LANDMARK EVENTS II
TARZAN IS THE OTHER OF MINISTER'S
2 HEROES
THE COMMERCIAL APPEAL
Memphis, Tenn.,
Sunday, December 9, 1979
If Dr. Darrell C. Richardson could be transformed
into a talking doll, his first words would probably be, "Me Tarzan, you
Jane."
The Memphian, acknowledged as the world's greatest authority on the
writings of Edgar Rice Burroughs, made Tarzan his hero even before he picked
Jesus as a permanent life-model. "That's the first declaration I made to
the athletes at Furman College (in Greenville, S.C.) after my arrival there
on scholarship. Fellows, I told them, I have tow heroes -- Tarzan and Jesus
of Nazareth."
After spending a lifetime getting better acquainted with both, he's
still making the same declaration, both in his three secular lives (archeologist,
author and dedicated collector) and form the pulpit.
"Tarzan was a man without fear. That's the reason he's my hero --
along with the fact that he didn't have to wear a tie.
"But in actuality, the character created by Burroughs as the king
of the jungle was much deeper. Burroughs has never been acknowledged as
the great satirist he was -- I consider him on a par with Jonathon Swift.

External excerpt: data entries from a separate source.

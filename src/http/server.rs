//! HTTP server bootstrap.

use axum::routing::{get, post};
use axum::Router;
use std::future::Future;
use std::net::SocketAddr;
use std::sync::Arc;
use tracing::{error, info};

use super::middleware::{enforce, RateLimitState};
use super::service::{self, AppState};
use crate::error::{Result, TurnstileError};
use crate::ratelimit::{LimitPolicy, RateLimiter};

/// HTTP server for the rate limit decision service.
pub struct HttpServer {
    /// Address to bind to
    addr: SocketAddr,
    /// The rate limiter instance
    limiter: Arc<RateLimiter>,
    /// Policy guarding the service's own API
    guard: LimitPolicy,
}

impl HttpServer {
    /// Create a new HTTP server.
    pub fn new(addr: SocketAddr, limiter: Arc<RateLimiter>, guard: LimitPolicy) -> Self {
        Self {
            addr,
            limiter,
            guard,
        }
    }

    /// Build the router: the decision endpoint behind the guard policy,
    /// the health endpoint in front of it.
    pub fn router(&self) -> Router {
        let guard_state = RateLimitState::new(self.limiter.clone(), self.guard.clone());
        let app_state = AppState {
            limiter: self.limiter.clone(),
        };

        Router::new()
            .route("/v1/check", post(service::check))
            .layer(axum::middleware::from_fn_with_state(guard_state, enforce))
            .route("/health", get(service::health))
            .with_state(app_state)
    }

    /// Start the HTTP server.
    ///
    /// This method will block until the server is shut down.
    pub async fn serve(self) -> Result<()> {
        self.run(std::future::pending()).await
    }

    /// Start the HTTP server with graceful shutdown.
    ///
    /// The server will shut down when the provided signal resolves.
    pub async fn serve_with_shutdown<F>(self, signal: F) -> Result<()>
    where
        F: Future<Output = ()> + Send + 'static,
    {
        self.run(signal).await
    }

    async fn run<F>(self, signal: F) -> Result<()>
    where
        F: Future<Output = ()> + Send + 'static,
    {
        let router = self.router();
        let listener = tokio::net::TcpListener::bind(self.addr).await?;

        info!(addr = %self.addr, "Starting HTTP server");

        axum::serve(listener, router)
            .with_graceful_shutdown(signal)
            .await
            .map_err(|e| {
                error!(error = %e, "HTTP server failed");
                TurnstileError::Io(e)
            })
    }
}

But what are the Tarzan books except a satirization of society as we know
it?
"He fulfilled my boyhood ideals of what was important: He was a revolutionary,
which I was; he was an ecologist, which I was, long before I left Flat
River, Mo."
Dr. Richardson is so saturated with "Tarzanosophy," it is a simple
matter to picture him as the real-life manifestation of Burroughs' famous
jungle man. The retired Baptist minister, editor of publications for the
Brotherhood Commission of the Southern Baptist Convention, no longer has
the litheness of youth. But he's still a big, strong man, impressive in
the bush clothes he wears.
His introduction to his hero came early. "I was 8 years old when
I saw my first Tarzan book. A schoolmate across the aisle from me was reading
Beasts of Tarzan. I caught a glimpse of one illustration and that was it.

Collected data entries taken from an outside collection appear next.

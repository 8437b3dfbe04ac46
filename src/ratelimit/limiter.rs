//! Core rate limiter implementation.

use serde::Serialize;
use std::sync::Arc;
use tracing::{debug, trace};

use super::policy::LimitPolicy;
use super::store::{CounterStore, MemoryStore};

/// The outcome of a rate limit check.
#[derive(Debug, Clone, Copy, PartialEq, Eq, Serialize)]
pub struct LimitDecision {
    /// Whether the request is allowed
    pub allowed: bool,
    /// Number of requests remaining in the current window
    pub remaining: u32,
    /// Total limit for this window
    pub limit: u32,
    /// Seconds until the current window resets
    pub reset_in: u64,
}

/// Fixed-window rate limiter over a pluggable counter store.
///
/// Windows never slide and are never extended by traffic inside them: only
/// expiry starts a fresh window, so a caller cannot stretch its own window
/// by hammering requests.
pub struct RateLimiter {
    store: Arc<dyn CounterStore>,
}

impl RateLimiter {
    /// Create a rate limiter backed by an in-memory store.
    pub fn new() -> Self {
        Self::with_store(Arc::new(MemoryStore::new()))
    }

    /// Create a rate limiter over a custom counter store.
    pub fn with_store(store: Arc<dyn CounterStore>) -> Self {
        Self { store }
    }

    /// Check the rate limit for an identifier under the given policy.
    ///
    /// Counts the request and returns the decision. Policies are trusted:
    /// a zero limit or window is the caller's responsibility to reject
    /// before reaching this point.
    pub async fn check(&self, policy: &LimitPolicy, identifier: &str) -> LimitDecision {
        trace!(identifier, limit = policy.limit, "Checking rate limit");

        let (entry, now_ms) = self.store.increment(identifier, policy.window()).await;

        let allowed = entry.count <= policy.limit;
        let remaining = policy.limit.saturating_sub(entry.count);
        // Ceiling division keeps reset_in at the full window for a fresh
        // entry; the clamp keeps it positive at the millisecond boundary.
        let reset_in = (((entry.reset_at_ms - now_ms) + 999) / 1000).max(1) as u64;

        if !allowed {
            debug!(identifier, count = entry.count, "Rate limit exceeded");
        }

        LimitDecision {
            allowed,
            remaining,
            limit: policy.limit,
            reset_in,
        }
    }

    /// Remove expired entries from the store.
    ///
    /// Bounds memory growth from one-off identifiers. The host application
    /// schedules this; the limiter never starts its own timer.
    pub async fn sweep(&self) {
        self.store.purge_expired().await;
        let entries = self.store.entry_count().await;
        debug!(entries, "Swept expired rate limit entries");
    }

    /// Number of tracked identifiers.
    pub async fn entry_count(&self) -> usize {
        self.store.entry_count().await
    }

    /// Drop all tracked state.
    ///
    /// This is primarily useful for testing.
    pub async fn clear(&self) {
        self.store.clear().await;
    }
}

impl Default for RateLimiter {
    fn default() -> Self {
        Self::new()
    }
}
//! Turnstile - Fixed-Window Rate Limiting for HTTP APIs
//!
//! This crate implements per-identifier request throttling with fixed,
//! non-sliding time windows. It exposes the limiter as a library (counter
//! store, policies, axum middleware) and as a standalone HTTP decision
//! service. State is process-local by default; the counter store is a trait
//! so a shared external store can back multi-instance deployments.

pub mod http;
pub mod ratelimit;
pub mod config;
pub mod error;
//! Counter storage for rate limit windows.
//!
//! The [`CounterStore`] trait abstracts the backing store so a shared
//! external store (e.g. Redis with atomic increment and TTL) can replace the
//! in-memory map in multi-instance deployments without changing the check
//! contract. The default [`MemoryStore`] keeps state per process.

use async_trait::async_trait;
use dashmap::DashMap;
use std::sync::Arc;
use std::time::Duration;

/// Source of wall-clock time, injectable for tests.
pub trait Clock: Send + Sync {
    /// Current time in milliseconds since the Unix epoch.
    fn now_ms(&self) -> i64;
}

/// The real clock.
#[derive(Debug, Clone, Copy, Default)]
pub struct SystemClock;

impl Clock for SystemClock {
    fn now_ms(&self) -> i64 {
        chrono::Utc::now().timestamp_millis()
    }
}

/// Stored state for one identifier.
///
/// An entry is logically expired once wall-clock time passes `reset_at_ms`,
/// even if it has not been physically removed yet.
#[derive(Debug, Clone, Copy, PartialEq, Eq)]
pub struct WindowEntry {
    /// Requests counted in the current window, including the current one
    pub count: u32,
    /// Absolute epoch-millisecond timestamp at which the window ends
    pub reset_at_ms: i64,
}

/// Trait for counter store implementations.
#[async_trait]
pub trait CounterStore: Send + Sync {
    /// Count a request against `identifier`.
    ///
    /// Starts a fresh window at `count = 1` when no entry exists or the
    /// stored entry has expired; otherwise increments the open window's
    /// count. The read-modify-write is atomic per identifier. Returns the
    /// updated entry together with the millisecond clock reading it was
    /// computed against.
    async fn increment(&self, identifier: &str, window: Duration) -> (WindowEntry, i64);

    /// Remove every entry whose window has ended.
    ///
    /// Housekeeping only: expiry is also handled lazily by `increment`, so
    /// skipping a sweep never changes a decision.
    async fn purge_expired(&self);

    /// Number of live entries, expired or not.
    async fn entry_count(&self) -> usize;

    /// Drop all entries.
    async fn clear(&self);
}

/// In-memory counter store.
///
/// State is process-local: in a horizontally scaled deployment each instance
/// enforces its own independent budget.
pub struct MemoryStore {
    entries: DashMap<String, WindowEntry>,
    clock: Arc<dyn Clock>,
}

impl MemoryStore {
    /// Create a store backed by the system clock.
    pub fn new() -> Self {
        Self::with_clock(Arc::new(SystemClock))
    }

    /// Create a store with an injected clock.
    pub fn with_clock(clock: Arc<dyn Clock>) -> Self {
        Self {
            entries: DashMap::new(),
            clock,
        }
    }
}

impl Default for MemoryStore {
    fn default() -> Self {
        Self::new()
    }
}

#[async_trait]
impl CounterStore for MemoryStore {
    async fn increment(&self, identifier: &str, window: Duration) -> (WindowEntry, i64) {
        let now = self.clock.now_ms();
        let window_ms = window.as_millis() as i64;

        // The entry guard holds the map shard lock, making the
        // read-modify-write atomic per identifier.
        let mut entry = self
            .entries
            .entry(identifier.to_string())
            .or_insert(WindowEntry {
                count: 0,
                reset_at_ms: now,
            });

        // A hit at exactly reset_at_ms still lands in the open window.
        if entry.count == 0 || now > entry.reset_at_ms {
            *entry = WindowEntry {
                count: 1,
                reset_at_ms: now + window_ms,
            };
        } else {
            entry.count += 1;
        }

        (*entry, now)
    }

    async fn purge_expired(&self) {
        let now = self.clock.now_ms();
        self.entries.retain(|_, entry| now <= entry.reset_at_ms);
    }

    async fn entry_count(&self) -> usize {
        self.entries.len()
    }

    async fn clear(&self) {
        self.entries.clear();
    }
}

/// Manually advanced clock for deterministic tests.
#[cfg(test)]
pub(crate) struct ManualClock {
    now_ms: std::sync::atomic::AtomicI64,
}

#[cfg(test)]
impl ManualClock {
    pub(crate) fn new() -> Self {
        Self {
            now_ms: std::sync::atomic::AtomicI64::new(1_700_000_000_000),
        }
    }

    pub(crate) fn advance_ms(&self, ms: i64) {
        self.now_ms
            .fetch_add(ms, std::sync::atomic::Ordering::SeqCst);
    }
}

#[cfg(test)]
impl Clock for ManualClock {
    fn now_ms(&self) -> i64 {
        self.now_ms.load(std::sync::atomic::Ordering::SeqCst)
    }
}

#[cfg(test)]
mod tests {
    use super::*;

    fn manual_store() -> (Arc<ManualClock>, MemoryStore) {
        let clock = Arc::new(ManualClock::new());
        let store = MemoryStore::with_clock(clock.clone());
        (clock, store)
    }

    #[tokio::test]
    async fn test_first_hit_starts_window() {
        let (clock, store) = manual_store();
        let start = clock.now_ms();

        let (entry, now) = store.increment("10.0.0.1", Duration::from_secs(60)).await;

        assert_eq!(entry.count, 1);
        assert_eq!(entry.reset_at_ms, start + 60_000);
        assert_eq!(now, start);
    }

    #[tokio::test]
    async fn test_hits_accumulate_within_window() {
        let (_clock, store) = manual_store();

        store.increment("10.0.0.1", Duration::from_secs(60)).await;
        let (entry, _) = store.increment("10.0.0.1", Duration::from_secs(60)).await;

        assert_eq!(entry.count, 2);
    }

    #[tokio::test]
    async fn test_expired_entry_is_replaced() {
        let (clock, store) = manual_store();

        store.increment("10.0.0.1", Duration::from_secs(60)).await;
        clock.advance_ms(60_001);
        let (entry, now) = store.increment("10.0.0.1", Duration::from_secs(60)).await;

        assert_eq!(entry.count, 1);
        assert_eq!(entry.reset_at_ms, now + 60_000);
    }

    #[tokio::test]
    async fn test_boundary_hit_counts_against_open_window() {
        let (clock, store) = manual_store();

        store.increment("10.0.0.1", Duration::from_secs(60)).await;
        clock.advance_ms(60_000);
        let (entry, _) = store.increment("10.0.0.1", Duration::from_secs(60)).await;

        assert_eq!(entry.count, 2);
    }

    #[tokio::test]
    async fn test_identifiers_do_not_share_entries() {
        let (_clock, store) = manual_store();

        store.increment("10.0.0.1", Duration::from_secs(60)).await;
        let (entry, _) = store.increment("10.0.0.2", Duration::from_secs(60)).await;

        assert_eq!(entry.count, 1);
        assert_eq!(store.entry_count().await, 2);
    }

    #[tokio::test]
    async fn test_purge_removes_only_expired_entries() {
        let (clock, store) = manual_store();

        store.increment("old", Duration::from_secs(1)).await;
        clock.advance_ms(500);
        store.increment("fresh", Duration::from_secs(60)).await;
        clock.advance_ms(501);

        store.purge_expired().await;

        assert_eq!(store.entry_count().await, 1);
        let (entry, _) = store.increment("fresh", Duration::from_secs(60)).await;
        assert_eq!(entry.count, 2);
    }

    #[tokio::test]
    async fn test_clear() {
        let (_clock, store) = manual_store();

        store.increment("10.0.0.1", Duration::from_secs(60)).await;
        store.clear().await;

        assert_eq!(store.entry_count().await, 0);
    }
}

"The book he had was a Grosset and Dunlap reprint which sold at the
time for 75 cents. Well, the only money I had was 15 cents a day for lunch,
but it didn't take me long to figure out that if I went without lunch I
could buy one book a week. My parents never knew why I was eating two or
three suppers every night.
"I traded my marbles for books and then my scooter. When I got to
high school, I worked and saved the money to make a trip to Kansas City,
with an extra $20 to buy an overcoat. But I happened across an out-of-the-way
book store and instead of an overcoat, I went home with 15 Burroughs first
editions to keep me warm.
"Let me tell you about those out-of-the-way bookstores. You can put
me down anywhere in the world, and I'll just happen across one immediately.

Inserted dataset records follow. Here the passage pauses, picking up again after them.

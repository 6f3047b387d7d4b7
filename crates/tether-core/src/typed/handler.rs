//! Handler trait - 受信メッセージを処理する Handler の定義
//!
//! # 学習ポイント
//! - Object-safe trait (MessageHandler) と factory による毎回の生成
//! - ジェネリック trait (JsonHandler<T>) とデコードを肩代わりするアダプタ
//! - Type erasure パターン (Json<T, H> → MessageHandler)

use async_trait::async_trait;
use serde::de::DeserializeOwned;
use std::marker::PhantomData;
use std::sync::Arc;

use super::codec::PayloadCodec;
use crate::domain::errors::HandlerError;
use crate::domain::message::InboundMessage;

/// MessageHandler は 1 件の受信メッセージを処理する
///
/// インスタンスは呼び出しごとに [`HandlerFactory`] から作られ、
/// 呼び出しをまたいで状態を持たない。
#[async_trait]
pub trait MessageHandler: Send + Sync {
    async fn handle(&self, message: Arc<InboundMessage>) -> Result<(), HandlerError>;
}

/// HandlerFactory は呼び出しごとに新しい Handler を作る
///
/// クロージャ `|| MyHandler::new(deps.clone())` もそのまま factory になる。
pub trait HandlerFactory: Send + Sync {
    fn create(&self) -> Box<dyn MessageHandler>;
}

impl<F, H> HandlerFactory for F
where
    F: Fn() -> H + Send + Sync,
    H: MessageHandler + 'static,
{
    fn create(&self) -> Box<dyn MessageHandler> {
        Box::new(self())
    }
}

/// JsonHandler は JSON ペイロードを `T` として受け取る
///
/// # ジェネリクスによる型安全性
/// - デコードは [`Json`] アダプタが済ませる
/// - tombstone（空ペイロード）は Handler まで届かない
#[async_trait]
pub trait JsonHandler<T>: Send + Sync
where
    T: DeserializeOwned + Send + 'static,
{
    async fn handle(&self, topic: &str, value: T) -> Result<(), HandlerError>;
}

/// Adapts a [`JsonHandler<T>`] into a [`MessageHandler`].
pub struct Json<T, H> {
    handler: H,
    codec: PayloadCodec,
    _marker: PhantomData<fn() -> T>,
}

impl<T, H> Json<T, H>
where
    T: DeserializeOwned + Send + 'static,
    H: JsonHandler<T>,
{
    pub fn new(handler: H) -> Self {
        Self {
            handler,
            codec: PayloadCodec,
            _marker: PhantomData,
        }
    }
}

#[async_trait]
impl<T, H> MessageHandler for Json<T, H>
where
    T: DeserializeOwned + Send + 'static,
    H: JsonHandler<T>,
{
    async fn handle(&self, message: Arc<InboundMessage>) -> Result<(), HandlerError> {
        if message.is_tombstone() {
            tracing::debug!(topic = message.topic(), "ignoring tombstone");
            return Ok(());
        }
        let value: T = self.codec.decode(message.payload())?;
        self.handler.handle(message.topic(), value).await
    }
}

My instinct directs my feet."
Dr. Richardson started a correspondence with Burroughs while he was
in junior high school. Since then he has made many trips to Tarzana, Calif.,
originally Burroughs' private estate. He has become friends with everybody
connected with Burroughs or his writings: Publishers, illustrators, actors
and collectors all over the world.
But he never met Burroughs. The reason was, he was getting on with
his own life: Degrees in archaeology and journalism, and then to the seminary
to prepare for the ministry. And he was also beginning to write ; he found
a market in the pulp adventure magazines. He has had 41 books published
under the pen name D. Coleman Rich, many of them science and space fiction.
But he never forgets his other hero. His latest book, published under
his own name is "The Christian Facing a World of Change."
Dr. Richardson served as pastor of several Baptist churches, as an
Army chaplain in Korea and later in the Army Reserve, and as an archeologist
in the Mideast and African digs. He has earned four masters degrees and
is working on his second doctorate. "And that doesn't matter a hill of
beans," he said Degrees don't make you any better, but you learn a lot."
His usual educational background has given him some extra clout in
carrying the banner for Burroughs and other adventure story writers. "The
literary people, librarians and English teachers have absolutely scorned
these writers," he said. "They have perpetuated the claim that nobody was
interested in such imaginings except the unlettered, because of their own
narrow-mindedness about his financial success.
"But there's been some breakthrough. Not along ago, an Oxford professor
said that Burroughs' vivid terse, descriptive writing in Princess of Mars
was on a par with the best of H.G. Wells.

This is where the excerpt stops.